Available data START

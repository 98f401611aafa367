//! Middleware stages.
//!
//! Every request walks the same ordered chain:
//!
//! ```text
//! logging → recovery → cors → rate_limit → authenticate → authorize → handler
//! ```
//!
//! `logging` and `recovery` wrap the whole dispatch (they need to see the
//! final response and any panic). The rest are [`Stage`]s: each one looks at
//! the request, may enrich its context, and answers with a [`Flow`]. The
//! [`App`](crate::App) runs them in a plain loop; the first
//! [`Flow::Terminate`] ends the chain and its response is sent as-is.

mod auth;
mod cors;
pub(crate) mod logging;
mod rate_limit;
pub(crate) mod recovery;

pub use auth::{Authenticate, Authorize};
pub use cors::Cors;
pub use rate_limit::{client_ip, Decision, RateLimit, RateLimiter};

use crate::error::ApiError;
use crate::handler::BoxFuture;
use crate::request::Request;
use crate::response::{IntoResponse, Response};

/// Outcome of one stage.
#[derive(Debug)]
pub enum Flow {
    /// Hand the (possibly enriched) request to the next stage.
    Continue,
    /// Stop here and send this response.
    Terminate(Response),
}

impl Flow {
    pub fn reject(err: ApiError) -> Self {
        Flow::Terminate(err.into_response())
    }
}

/// One step of the request pipeline.
pub trait Stage: Send + Sync + 'static {
    /// Short name for logs.
    fn name(&self) -> &'static str;

    fn call<'a>(&'a self, req: &'a mut Request) -> BoxFuture<'a, Flow>;
}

Available data END

* Your objective
For this exercise, set down the entire listing above exactly as given.

* Finished task
repository 98f401611aafa367
//! Middleware stages.
//!
//! Every request walks the same ordered chain:
//!
//! ```text
//! logging → recovery → cors → rate_limit → authenticate → authorize → handler
//! ```
//!
//! `logging` and `recovery` wrap the whole dispatch (they need to see the
//! final response and any panic). The rest are [`Stage`]s: each one looks at
//! the request, may enrich its context, and answers with a [`Flow`]. The
//! [`App`](crate::App) runs them in a plain loop; the first
//! [`Flow::Terminate`] ends the chain and its response is sent as-is.

mod auth;
mod cors;
pub(crate) mod logging;
mod rate_limit;
pub(crate) mod recovery;

pub use auth::{Authenticate, Authorize};
pub use cors::Cors;
pub use rate_limit::{client_ip, Decision, RateLimit, RateLimiter};

use crate::error::ApiError;
use crate::handler::BoxFuture;
use crate::request::Request;
use crate::response::{IntoResponse, Response};

/// Outcome of one stage.
#[derive(Debug)]
pub enum Flow {
    /// Hand the (possibly enriched) request to the next stage.
    Continue,
    /// Stop here and send this response.
    Terminate(Response),
}

impl Flow {
    pub fn reject(err: ApiError) -> Self {
        Flow::Terminate(err.into_response())
    }
}

/// One step of the request pipeline.
pub trait Stage: Send + Sync + 'static {
    /// Short name for logs.
    fn name(&self) -> &'static str;

    fn call<'a>(&'a self, req: &'a mut Request) -> BoxFuture<'a, Flow>;
}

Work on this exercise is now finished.